Saturday was a beautiful day.  David graduated, he looked wonderful, the future is full of hope for him.  He received a degree in multimedia which includes film making.  He has already produced a short dvd which had a release party a week ago.  I am so proud of him.  I did my standard aggravate the kids with to much photo taking, but they were gracious and did not fuss the whole time. Honestly, you would think after 31 and 27 years they would be used to is by now.  I am so proud of my all boys, they are hard workers, honest, loyal, loving, and just wonderful, decent men.  The house filled with family and friends, laughter was heard throughout our home.  It was a heartwarming evening.  I even let my hair down towards the end of the night and enjoyed myself for a few hours in spite of myself.

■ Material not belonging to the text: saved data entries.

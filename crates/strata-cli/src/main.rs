//! # Strata CLI
//!
//! Generates layered multi-module project skeletons.
//!
//! ## Startup sequence
//!
//! 1. Parse CLI arguments (clap handles `--help` / `--version` early-exit).
//! 2. Initialise the tracing subscriber (stderr, plus `--log-file`).
//! 3. Load configuration (defaults, files, environment).
//! 4. Build the [`OutputManager`].
//! 5. Dispatch to the command handler.
//! 6. Translate any [`CliError`] into a user-facing message and exit code.
//!
//! ## Exit codes
//!
//! | Code | Meaning                                         |
//! |------|-------------------------------------------------|
//! |  0   | Success                                         |
//! |  1   | I/O or internal error                           |
//! |  2   | Invalid input, existing target, unsupported     |
//! |  3   | Payload template error                          |
//! |  4   | Configuration error                             |

use std::process::ExitCode;

use clap::Parser;
use tracing::{debug, info, instrument};

use crate::{
    cli::{Cli, Commands},
    config::AppConfig,
    error::{CliError, CliResult},
    logging::init_logging,
    output::OutputManager,
};

mod cli;
mod commands;
mod config;
mod error;
mod logging;
mod output;
#[cfg(feature = "interactive")]
mod prompt;

fn main() -> ExitCode {
    // Silently ignored when no .env exists.
    let _ = dotenvy::dotenv();

    // ── 1. Parse arguments ────────────────────────────────────────────────
    let cli = match Cli::try_parse() {
        Ok(cli) => cli,
        Err(e) => {
            // --help and --version also arrive here and exit 0.
            let _ = e.print();
            return ExitCode::from(if e.use_stderr() { 2 } else { 0 });
        }
    };

    // ── 2. Initialise tracing ─────────────────────────────────────────────
    let _log_guard = match init_logging(&cli.global) {
        Ok(guard) => guard,
        Err(e) => {
            eprintln!("Failed to initialise logging: {e}");
            return ExitCode::from(1);
        }
    };

    debug!(
        verbose = cli.global.verbose,
        quiet = cli.global.quiet,
        no_color = cli.global.no_color,
        "CLI started"
    );

    // ── 3. Load configuration ─────────────────────────────────────────────
    let config = match AppConfig::load(cli.global.config.as_deref()) {
        Ok(cfg) => cfg,
        Err(e) => return handle_error(e, cli.global.verbose > 0),
    };

    // ── 4. Build output manager ───────────────────────────────────────────
    let output = OutputManager::new(&cli.global, &config);
    let verbose = cli.global.verbose > 0;

    // ── 5. Dispatch + 6. Error handling ───────────────────────────────────
    match run(cli, config, output) {
        Ok(()) => {
            info!("strata completed successfully");
            ExitCode::SUCCESS
        }
        Err(e) => handle_error(e, verbose),
    }
}

#[instrument(skip_all)]
fn run(cli: Cli, config: AppConfig, output: OutputManager) -> CliResult<()> {
    match cli.command {
        Commands::New(cmd) => commands::new::execute(cmd, cli.global, config, output),
        Commands::Modules(cmd) => commands::modules::execute(cmd, config, output),
        Commands::Init(cmd) => commands::init::execute(cmd, output),
        Commands::Completions(cmd) => commands::completions::execute(cmd),
        Commands::Config(cmd) => commands::config::execute(cmd, config, output),
    }
}

/// The single place where structured errors become stderr text and exit codes.
fn handle_error(err: CliError, verbose: bool) -> ExitCode {
    err.log();

    let msg = if std::io::IsTerminal::is_terminal(&std::io::stderr()) {
        err.format_colored(verbose)
    } else {
        err.format_plain(verbose)
    };
    eprint!("{msg}");

    ExitCode::from(err.exit_code())
}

Sunday morning was spent reflecting, relaxing and preparing for the up coming candle lighting I was holding in honor of all children who have died.  It was an important issue for me, I am not sure why but I felt very strongly about holding this memorial service.  I had busied myself for weeks now, planning, advertising, getting sponsors, organizing and trying to create an evening that would beautifully represent and honor our loved ones.  It was a distraction.  I hear it was beautiful.  People have told me they were happy I did it.  Honestly, that was a huge part that drove me to put on this event, to help others through this most difficult season with just a hope of not feeling so alone in their journey.  Friends and family were amazed at how "strong" I was, how they could not understand how I could get through it.  Frankly, I think I had it easier than they did, I was a bit removed, I was the one delivering the speeches, the poems, the comfort.  If I was sitting in the crowd I am not sure I could have handled it.  I was a bit removed, on auto pilot reciting words I had written and playing songs I listen to everyday, yes, heart wrenching songs, but not new songs for me.

Today, I woke sick.  Nerves? maybe.  My stomach is in knots, my head is pounding and my body feels as if I have been beaten.  The silence after such a busy weekend leaves the mind open to adsorb all the events that have taken place, complete with the overwhelming mix of emotions that invade the heart and mind.

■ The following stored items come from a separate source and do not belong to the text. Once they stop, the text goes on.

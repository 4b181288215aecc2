//! Payloads compiled into the binary.
//!
//! Sources live under `payloads/<language>/<path>.tmpl` in this crate and are
//! pulled in with `include_str!`, so a release binary needs no files on disk.

use strata_core::{
    application::ports::{PayloadKey, PayloadStore},
    domain::Language,
    error::StrataResult,
};

/// Builds a sorted `(path, source)` table for one language directory.
macro_rules! payload_table {
    ($lang:literal: [$($path:literal),* $(,)?]) => {
        &[$(($path, include_str!(concat!("../../payloads/", $lang, "/", $path, ".tmpl")))),*]
    };
}

static GO_PAYLOADS: &[(&str, &str)] = payload_table!("go": [
        ".dockerignore",
        ".gitignore",
        "Dockerfile",
        "Makefile",
        "README.md",
        "api/go.mod",
        "api/user-api/dto/user_dto.go",
        "api/user-api/go.mod",
        "api/user-api/http/user_handler.go",
        "api/user-api/service/user_app_service.go",
        "bom/bom.go",
        "bom/go.mod",
        "cmd/api/go.mod",
        "cmd/api/main.go",
        "docker-compose.yml",
        "go.work",
        "share/errors/app_error.go",
        "share/errors/error_handler.go",
        "share/go.mod",
        "share/middleware/trace.go",
        "share/repository/base.go",
        "share/repository/builder.go",
        "share/repository/gorm/base_entity.go",
        "share/repository/gorm/factory.go",
        "share/repository/gorm/hooks.go",
        "share/repository/gorm/queryable.go",
        "share/repository/gorm/repository.go",
        "share/repository/page.go",
        "share/repository/queryable.go",
        "share/types/response.go",
        "user/domain/entity/user.go",
        "user/domain/enum/user_status.go",
        "user/domain/errors/user_error.go",
        "user/domain/event/user_events.go",
        "user/domain/go.mod",
        "user/domain/repository/user_repository.go",
        "user/domain/service/user_domain_service.go",
        "user/domain/valueobject/email.go",
        "user/domain/valueobject/password.go",
        "user/go.mod",
        "user/infrastructure/converter/user_converter.go",
        "user/infrastructure/entity/user_po.go",
        "user/infrastructure/go.mod",
        "user/infrastructure/repository/user_repository_impl.go",
]);

/// The built-in payload set.
#[derive(Debug, Clone, Copy, Default)]
pub struct EmbeddedPayloadStore;

impl EmbeddedPayloadStore {
    pub fn new() -> Self {
        Self
    }

    fn table(language: Language) -> &'static [(&'static str, &'static str)] {
        match language {
            Language::Go => GO_PAYLOADS,
            Language::Java => &[],
        }
    }
}

impl PayloadStore for EmbeddedPayloadStore {
    fn get(&self, key: &PayloadKey) -> StrataResult<Option<String>> {
        let table = Self::table(key.language);
        Ok(table
            .binary_search_by(|(path, _)| (*path).cmp(key.path.as_str()))
            .ok()
            .map(|i| table[i].1.to_string()))
    }

    fn keys(&self, language: Language) -> StrataResult<Vec<PayloadKey>> {
        Ok(Self::table(language)
            .iter()
            .map(|(path, _)| PayloadKey {
                language,
                path: (*path).to_string(),
            })
            .collect())
    }
}

#[cfg(test)]
mod tests {
    use super::*;

    #[test]
    fn table_is_sorted_for_binary_search() {
        assert!(GO_PAYLOADS.windows(2).all(|w| w[0].0 < w[1].0));
    }

    #[test]
    fn finds_known_payload() {
        let key = PayloadKey {
            language: Language::Go,
            path: "bom/go.mod".into(),
        };
        let source = EmbeddedPayloadStore.get(&key).unwrap().unwrap();
        assert!(source.starts_with("module {{ module_path }}/bom"));
    }

    #[test]
    fn unknown_path_is_none() {
        let key = PayloadKey {
            language: Language::Go,
            path: "nope.txt".into(),
        };
        assert!(EmbeddedPayloadStore.get(&key).unwrap().is_none());
        assert!(EmbeddedPayloadStore.load(&key).is_err());
    }

    #[test]
    fn java_has_no_payloads() {
        assert!(EmbeddedPayloadStore.keys(Language::Java).unwrap().is_empty());
    }
}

I want to scream, my heart physically hurts today, I think it has broken just a bit more this weekend.  With every phone call about last nights event, while deeply appreciated, makes me very uncomfortable.  It was not something I wanted to excel at, memorializing my dead son.  I understand that people mean well, and as odd as it sound, I would probably be upset not hearing anything, but mostly I do not want to even talk about it. I am unsure how I will make it to Christmas.  I have no desire to write out cards, shop, or finish the decorating.  I know some of this I have to do, and I will, but today I will sit and try to settle my mind, soul and stomach.  Tomorrow is another day, full of hope, possibility, and the unknown.  I will do my best to embrace it, busy myself and move forward.


I have two goals this week, plan the Christmas party which I am not sure how I will do it and figure out a day to get back into New York City.  I am also planning on bringing a friends daughter shopping, our annual tradition so she can get a dress for out party.  If I can do these simple task this week, I will feel like I have achieved another goal on my journey.  My new life is small goals, baby steps, and I must accept and celebrate each accomplishment as it happens.  I am hoping for peace to come to my family, however is right for them. The aftermath of a busy, full weekend is the loneliness, and quiet that sets into your soul and mind on Monday.